What this task involves:
Please retype the listing below exactly, from its opening line through the line where "impl From<GlibError> for" appears.

Input records:
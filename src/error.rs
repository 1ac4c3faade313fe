use glib::{BoolError, Error as GlibError};
use gstreamer::StateChangeError;
use thiserror::Error;

pub type Result<T> = std::result::Result<T, MediaPlaybackError>;

#[derive(Error, Debug)]
pub enum MediaPlaybackError {
    #[error("Could not create element: {0}")]
    CreateElementError(String),

    #[error("Failed to create a pipeline")]
    CreatePipelineError,

    #[error("Pipeline has no bus")]
    MissingBus,

    #[error("Element {element} has no {pad} pad")]
    MissingPad {
        element: String,
        pad: &'static str,
    },

    #[error("Could not link {src} to {dest}: {reason}")]
    LinkError {
        src: String,
        dest: String,
        reason: String,
    },

    #[error("Error in glib: {0}")]
    GlibError(String),

    #[error("Failed to initialize GStreamer: {0}")]
    InitError(String),

    #[error("Failed to change pipeline state: {0}")]
    StateChangeError(String),

    #[error("Failed to seek pipeline: {0}")]
    SeekError(String),
}

impl From<GlibError> for MediaPlaybackError {
    fn from(error: GlibError) -> Self {
        MediaPlaybackError::GlibError(error.to_string())
    }
}

impl From<BoolError> for MediaPlaybackError {
    fn from(error: BoolError) -> Self {
        MediaPlaybackError::GlibError(error.to_string())
    }
}

impl From<StateChangeError> for MediaPlaybackError {
    fn from(error: StateChangeError) -> Self {
        MediaPlaybackError::StateChangeError(error.to_string())
    }
}

#[cfg(test)]
mod tests {
    use super::*;

    #[test]
    fn it_formats_construction_errors() {
        let error = MediaPlaybackError::CreateElementError("decodebin".into());
        assert_eq!(error.to_string(), "Could not create element: decodebin");

        let error = MediaPlaybackError::LinkError {
            src: "file_src".into(),
            dest: "decode_bin".into(),
            reason: "incompatible".into(),
        };
        assert_eq!(
            error.to_string(),
            "Could not link file_src to decode_bin: incompatible"
        );
    }
}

Exercise output:
filename src/error.rs
repository 1ac4c3faade313fe
use glib::{BoolError, Error as GlibError};
use gstreamer::StateChangeError;
use thiserror::Error;

pub type Result<T> = std::result::Result<T, MediaPlaybackError>;

#[derive(Error, Debug)]
pub enum MediaPlaybackError {
    #[error("Could not create element: {0}")]
    CreateElementError(String),

    #[error("Failed to create a pipeline")]
    CreatePipelineError,

    #[error("Pipeline has no bus")]
    MissingBus,

    #[error("Element {element} has no {pad} pad")]
    MissingPad {
        element: String,
        pad: &'static str,
    },

    #[error("Could not link {src} to {dest}: {reason}")]
    LinkError {
        src: String,
        dest: String,
        reason: String,
    },

    #[error("Error in glib: {0}")]
    GlibError(String),

    #[error("Failed to initialize GStreamer: {0}")]
    InitError(String),

    #[error("Failed to change pipeline state: {0}")]
    StateChangeError(String),

    #[error("Failed to seek pipeline: {0}")]
    SeekError(String),
}

impl From<GlibError> for MediaPlaybackError {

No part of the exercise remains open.